Crystal size, morphology, and growth mechanism in bio-inspired apatite nanocrystals

Bio-inspired apatite nanoparticles precipitated in the presence of citrate ions at increasing maturation times are characterized in terms of structure, size, morphology, and composition through advanced X-ray total scattering techniques. The origin of the platy crystal morphology, breaking the hexagonal symmetry, and the role of citrate ions is explored. By cross-coupling the size and shape information of crystal domains with those obtained by atomic force microscopy on multidomain nanoparticles, a plausible mechanism underlying the amorphous-to-crystal transformation is reconstructed.

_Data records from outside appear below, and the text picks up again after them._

//! Auxiliary service container lifecycle.
//!
//! Each target may declare service containers (a database, a queue)
//! that must be running before the first command. The manager starts
//! them on a per-build network, waits for declared ports to accept TCP
//! connections, and exposes their IPv4 addresses for env templating.
//!
//! An externally managed container can be adopted instead: when
//! `YB_CONTAINER_<LABEL>_IP` is set, its value is recorded and no
//! container is started under that label.

use std::collections::{BTreeMap, HashMap};
use std::net::{IpAddr, SocketAddr};
use std::time::Duration;

use bollard::container::{Config, CreateContainerOptions, RemoveContainerOptions, StartContainerOptions, StopContainerOptions};
use bollard::models::{HostConfig, PortBinding};
use bollard::network::CreateNetworkOptions;
use bollard::Docker;
use rand::RngCore;
use thiserror::Error;
use tokio_util::sync::CancellationToken;
use tracing::{debug, info, warn};

use crate::consts::CONTAINER_IP_ENV_PREFIX;
use crate::manifest::{ContainerDef, PortWaitCheck};
use crate::template::ExpansionContext;

const PORT_POLL_INTERVAL: Duration = Duration::from_secs(1);

#[derive(Debug, Error)]
pub enum ResourceError {
  #[error("docker error: {0}")]
  Docker(#[from] bollard::errors::Error),

  #[error("container '{label}' has no IP address")]
  NoAddress { label: String },

  #[error("container '{label}' port {port} not ready after {timeout}s")]
  PortWaitTimeout { label: String, port: u16, timeout: u64 },

  #[error("startup cancelled")]
  Cancelled,
}

/// Lifecycle of one managed container.
#[derive(Debug, Clone, Copy, PartialEq, Eq)]
pub enum ContainerState {
  Pending,
  Creating,
  Running,
  Stopped,
  Removed,
}

impl ContainerState {
  /// Legal transitions only move forward through the lifecycle.
  pub fn can_become(self, next: ContainerState) -> bool {
    use ContainerState::*;
    matches!(
      (self, next),
      (Pending, Creating) | (Creating, Running) | (Running, Stopped) | (Stopped, Removed)
    )
  }
}

struct ManagedContainer {
  label: String,
  id: String,
  state: ContainerState,
}

/// Starts and tears down the service containers of one build.
pub struct ResourceManager {
  docker: Option<Docker>,
  network: Option<String>,
  containers: Vec<ManagedContainer>,
  ips: BTreeMap<String, String>,
  reuse: bool,
}

impl ResourceManager {
  pub fn new(reuse: bool) -> Self {
    Self {
      docker: None,
      network: None,
      containers: Vec::new(),
      ips: BTreeMap::new(),
      reuse,
    }
  }

  /// Label -> IPv4 map for env template expansion.
  pub fn expansion_context(&self) -> ExpansionContext {
    ExpansionContext::with_containers(self.ips.clone())
  }

  /// Name of the per-build network, once any container has started.
  pub fn network(&self) -> Option<&str> {
    self.network.as_deref()
  }

  /// Ensure every declared container is running and reachable.
  ///
  /// Adopted containers (those with a `YB_CONTAINER_<LABEL>_IP`
  /// override) are recorded without touching the Docker daemon at all.
  pub async fn start_all(
    &mut self,
    cancel: &CancellationToken,
    containers: &BTreeMap<String, ContainerDef>,
  ) -> Result<(), ResourceError> {
    for (label, def) in containers {
      if let Some(ip) = adopted_ip(label) {
        info!(label, ip = %ip, "adopting externally managed container");
        self.ips.insert(label.clone(), ip);
        continue;
      }

      if cancel.is_cancelled() {
        return Err(ResourceError::Cancelled);
      }

      self.start_one(cancel, label, def).await?;
    }
    Ok(())
  }

  async fn start_one(
    &mut self,
    cancel: &CancellationToken,
    label: &str,
    def: &ContainerDef,
  ) -> Result<(), ResourceError> {
    let docker = match &self.docker {
      Some(docker) => docker.clone(),
      None => {
        let docker = Docker::connect_with_local_defaults()?;
        self.docker = Some(docker.clone());
        docker
      }
    };

    let network = match &self.network {
      Some(network) => network.clone(),
      None => {
        let network = network_name();
        docker
          .create_network(CreateNetworkOptions {
            name: network.clone(),
            ..Default::default()
          })
          .await?;
        debug!(network = %network, "created build network");
        self.network = Some(network.clone());
        network
      }
    };

    crate::biome::container::ensure_image(&docker, &def.image).await?;

    let mut managed = ManagedContainer {
      label: label.to_string(),
      id: String::new(),
      state: ContainerState::Creating,
    };

    let config = Config {
      image: Some(def.image.clone()),
      env: Some(def.environment.clone()),
      cmd: def.command.as_deref().and_then(shlex::split),
      host_config: Some(HostConfig {
        network_mode: Some(network),
        port_bindings: port_bindings(&def.ports),
        ..Default::default()
      }),
      ..Default::default()
    };

    let created = docker
      .create_container(None::<CreateContainerOptions<String>>, config)
      .await?;
    managed.id = created.id.clone();

    docker
      .start_container(&created.id, None::<StartContainerOptions<String>>)
      .await?;
    managed.state = ContainerState::Running;
    info!(label, image = %def.image, id = %created.id, "started service container");

    let ip = container_ip(&docker, &created.id).await?.ok_or_else(|| ResourceError::NoAddress {
      label: label.to_string(),
    })?;

    // Containers started this build are torn down even when a later
    // one fails, so record before the port wait.
    self.containers.push(managed);
    self.ips.insert(label.to_string(), ip.clone());

    if let Some(check) = &def.port_check {
      wait_for_port(cancel, label, &ip, check).await?;
    }

    Ok(())
  }

  /// Stop and remove everything this build started. Reuse mode leaves
  /// containers running for the next invocation. Errors are logged and
  /// skipped so teardown always finishes.
  pub async fn teardown(&mut self) {
    if self.reuse {
      info!("leaving service containers running for reuse");
      return;
    }

    let Some(docker) = &self.docker else { return };

    for container in &mut self.containers {
      if let Err(err) = docker
        .stop_container(&container.id, Some(StopContainerOptions { t: 5 }))
        .await
      {
        warn!(label = %container.label, error = %err, "failed to stop container");
      } else {
        container.state = ContainerState::Stopped;
      }

      if let Err(err) = docker
        .remove_container(
          &container.id,
          Some(RemoveContainerOptions {
            force: true,
            ..Default::default()
          }),
        )
        .await
      {
        warn!(label = %container.label, error = %err, "failed to remove container");
      } else {
        container.state = ContainerState::Removed;
      }
    }

    if let Some(network) = self.network.take() {
      if let Err(err) = docker.remove_network(&network).await {
        warn!(network = %network, error = %err, "failed to remove network");
      }
    }
  }
}

/// `YB_CONTAINER_<LABEL>_IP` override, with the label uppercased.
fn adopted_ip(label: &str) -> Option<String> {
  let var = format!("{CONTAINER_IP_ENV_PREFIX}{}_IP", label.to_uppercase());
  std::env::var(&var).ok().filter(|v| !v.is_empty())
}

fn network_name() -> String {
  let mut bytes = [0u8; 8];
  rand::thread_rng().fill_bytes(&mut bytes);
  format!("yb-{}", hex::encode(bytes))
}

/// Map `host:container` publications to the Docker API shape.
fn port_bindings(ports: &[String]) -> Option<HashMap<String, Option<Vec<PortBinding>>>> {
  if ports.is_empty() {
    return None;
  }

  let mut bindings = HashMap::new();
  for spec in ports {
    let Some((host, container)) = spec.split_once(':') else {
      continue;
    };
    bindings.insert(
      format!("{container}/tcp"),
      Some(vec![PortBinding {
        host_ip: None,
        host_port: Some(host.to_string()),
      }]),
    );
  }
  Some(bindings)
}

async fn container_ip(docker: &Docker, id: &str) -> Result<Option<String>, ResourceError> {
  let inspect = docker.inspect_container(id, None).await?;
  Ok(
    inspect
      .network_settings
      .and_then(|s| s.networks)
      .and_then(|nets| nets.values().filter_map(|n| n.ip_address.clone()).find(|ip| !ip.is_empty())),
  )
}

/// Poll a TCP connect against `ip:port` once a second until it succeeds
/// or the check's timeout elapses.
async fn wait_for_port(
  cancel: &CancellationToken,
  label: &str,
  ip: &str,
  check: &PortWaitCheck,
) -> Result<(), ResourceError> {
  let addr: SocketAddr = match ip.parse::<IpAddr>() {
    Ok(ip) => SocketAddr::new(ip, check.port),
    Err(_) => {
      return Err(ResourceError::NoAddress {
        label: label.to_string(),
      });
    }
  };

  let deadline = tokio::time::Instant::now() + Duration::from_secs(check.timeout);
  loop {
    // Bound each attempt so a blackholed address cannot stall the poll.
    let attempt = tokio::time::timeout(PORT_POLL_INTERVAL, tokio::net::TcpStream::connect(addr)).await;
    if matches!(attempt, Ok(Ok(_))) {
      debug!(label, port = check.port, "port is ready");
      return Ok(());
    }

    if tokio::time::Instant::now() >= deadline {
      return Err(ResourceError::PortWaitTimeout {
        label: label.to_string(),
        port: check.port,
        timeout: check.timeout,
      });
    }

    tokio::select! {
      _ = tokio::time::sleep(PORT_POLL_INTERVAL) => {}
      _ = cancel.cancelled() => return Err(ResourceError::Cancelled),
    }
  }
}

In the present study, citrate plays the distinct roles of inducing the platy morphology of the amorphous precursor and controlling the thickness of the Ca-deficient apatite nanocrystals. These findings can open new scenarios also in bone mineralization, where citrate might have a broader role to play than has been thought to date. Citrate bio-inspired apatite nanoparticles are characterized in terms of structure, size, morphology, and composition through advanced X-ray total scattering techniques. By cross-coupling size and shape information of crystal domains with atomic force microscopy data for multidomain nanoparticles, a plausible mechanism underlying the amorphous-to-crystal transformation is reconstructed and the origin of platy crystal morphology, breaking the hexagonal symmetry, explained.